The Problem of Campus Attacks, and Current Governmental Mitigation Strategies

            Mass shootings in campuses have become more serious and prevalent than ever before. In April 2007, a student at Virginia Polytechnic Institute and State University carried out what is considered one of the worst school shootings in history. Currently, the government has increased security measures in campuses by ensuring that everyone entering is checked by security officers at the gate.

Gun Control: Is It a Solution to the Problem of School Violence?

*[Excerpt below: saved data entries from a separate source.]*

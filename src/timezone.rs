use time::{Date, OffsetDateTime, UtcOffset};
use time_tz::{Offset, TimeZone};

use crate::Error;

/// The current UTC offset of the timezone named by `canonical_timezone`,
/// or `None` if the name is not a canonical timezone.
pub fn get_local_offset(canonical_timezone: &str) -> Option<UtcOffset> {
    time_tz::timezones::get_by_name(canonical_timezone)
        .map(|tz| tz.get_offset_utc(&OffsetDateTime::now_utc()).to_utc())
}

/// Today's date in the timezone named by `canonical_timezone`, e.g. "America/Sao_Paulo".
///
/// # Errors
/// Returns [Error::InvalidTimezoneError] if the timezone name is not a canonical timezone.
pub fn local_today(canonical_timezone: &str) -> Result<Date, Error> {
    let offset = get_local_offset(canonical_timezone).ok_or_else(|| {
        tracing::error!("Invalid timezone {canonical_timezone}");
        Error::InvalidTimezoneError(canonical_timezone.to_owned())
    })?;

    Ok(OffsetDateTime::now_utc().to_offset(offset).date())
}

#[cfg(test)]
mod tests {
    use crate::Error;

    use super::{get_local_offset, local_today};

    #[test]
    fn resolves_canonical_timezone() {
        assert!(get_local_offset("America/Sao_Paulo").is_some());
    }

    #[test]
    fn rejects_unknown_timezone() {
        assert_eq!(
            local_today("Mars/Olympus_Mons"),
            Err(Error::InvalidTimezoneError("Mars/Olympus_Mons".to_owned()))
        );
    }
}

            Gun control entails checking on personal history, mental status, and age before giving gun licenses to individuals. However, it does not include restrictions against gun possession and uses in universities, colleges, and high schools. Gun control that does not prohibit staff members working in schools and students from owning and possessing guns would not be helpful (The Pew Research Center for the People & Press, 2013). However, the government can come up with regulations that prohibit guns in schools altogether except the ones possessed and used by security officers.

Conclusion

            In conclusion, policymakers need to come up with better measures of curbing and preventing shootings in schools. Administrators of institutions of learning must develop enhanced academic syllabi and instructions to guide both students and staff members on how to identify extremist behavior and the best action to take. At the same time, the new measures must make it illegal for anyone, except a security officer, to possess or use a gun inside or near schools and higher institutions of learning.

References

Drysdale, D. A. (2010). Campus attacks: Targeted violence affecting institutions of higher education. Washington, DC: DIANE Publishing.

Juvonen, J. (2001). School violence: Prevalence, fears, and prevention. Rand Corp Santa Monica CA.

Langman, P. (2012). School Shooters: The Warning Signs. Forensic Digest.

Office of Partner Engagement, Federal Bureau of Investigations (2016). Preventing Violent Extremism in Schools.

The Pew Research Center for the People & Press, (2013). In Gun Control Debate, Several Options Draw Majority Support.